▸ **Given records**

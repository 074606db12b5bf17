//! Heartbeat liveness monitoring.

use std::sync::atomic::Ordering;
use std::sync::Arc;
use std::time::Duration;

use tokio::time;
use tokio_util::sync::CancellationToken;

use crate::connection::ClientConnection;

#[derive(Debug, Clone, PartialEq, Eq)]
pub enum HeartbeatResult {
    /// The client sent nothing for the whole timeout window.
    TimedOut,
    Cancelled,
}

/// Watch a connection's alive flag.
///
/// At each `interval` tick the flag is checked and cleared. `timeout /
/// interval` consecutive silent ticks (at least one) end the loop with
/// `TimedOut`.
pub async fn run_heartbeat(
    connection: Arc<ClientConnection>,
    interval: Duration,
    timeout: Duration,
    cancel: CancellationToken,
) -> HeartbeatResult {
    let mut check_interval = time::interval(interval);
    let mut missed: u32 = 0;
    let interval_ms = interval.as_millis().max(1);
    #[allow(clippy::cast_possible_truncation)]
    let max_missed = (timeout.as_millis() / interval_ms).max(1) as u32;

    loop {
        tokio::select! {
            _ = check_interval.tick() => {
                if connection.check_alive() {
                    missed = 0;
                } else {
                    missed += 1;
                    if missed >= max_missed {
                        return HeartbeatResult::TimedOut;
                    }
                }
                connection.is_alive.store(false, Ordering::Relaxed);
            }
            () = cancel.cancelled() => {
                return HeartbeatResult::Cancelled;
            }
        }
    }
}
use std::path::{Path, PathBuf};
use std::sync::Arc;

use parking_lot::Mutex;
use rusqlite::Connection;
use tracing::info;

use crate::error::StoreError;
use crate::schema;

/// Thread-safe SQLite connection wrapper.
#[derive(Clone)]
pub struct Database {
    conn: Arc<Mutex<Connection>>,
    path: PathBuf,
}

impl Database {
    /// Open or create a database at the given path.
    pub fn open(path: &Path) -> Result<Self, StoreError> {
        if let Some(parent) = path.parent() {
            std::fs::create_dir_all(parent)
                .map_err(|e| StoreError::Io(format!("create dir: {e}")))?;
        }

        let conn = Connection::open(path)?;
        Self::prepare(&conn)?;
        info!(path = %path.display(), "database opened");

        Ok(Self {
            conn: Arc::new(Mutex::new(conn)),
            path: path.to_owned(),
        })
    }

    /// Open an in-memory database (for testing).
    pub fn in_memory() -> Result<Self, StoreError> {
        let conn = Connection::open_in_memory()?;
        Self::prepare(&conn)?;
        Ok(Self {
            conn: Arc::new(Mutex::new(conn)),
            path: PathBuf::from(":memory:"),
        })
    }

    fn prepare(conn: &Connection) -> Result<(), StoreError> {
        conn.execute_batch(schema::PRAGMAS)
            .map_err(|e| StoreError::Database(format!("pragmas: {e}")))?;
        conn.execute_batch(schema::CREATE_TABLES)
            .map_err(|e| StoreError::Database(format!("schema: {e}")))?;

        let existing: i64 =
            conn.query_row("SELECT COUNT(*) FROM schema_version", [], |row| row.get(0))?;
        if existing == 0 {
            conn.execute(
                "INSERT INTO schema_version (version) VALUES (?1)",
                [schema::SCHEMA_VERSION],
            )
            .map_err(|e| StoreError::Database(format!("schema version: {e}")))?;
        }
        Ok(())
    }

    /// Execute a closure with the database connection.
    pub fn with_conn<F, T>(&self, f: F) -> Result<T, StoreError>
    where
        F: FnOnce(&Connection) -> Result<T, StoreError>,
    {
        let conn = self.conn.lock();
        f(&conn)
    }

    pub fn path(&self) -> &Path {
        &self.path
    }
}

▸ **What the exercise asks**
Whenever a line above includes the string "Clone", copy it.

▸ **Output**
#[derive(Debug, Clone, PartialEq, Eq)]
#[derive(Clone)]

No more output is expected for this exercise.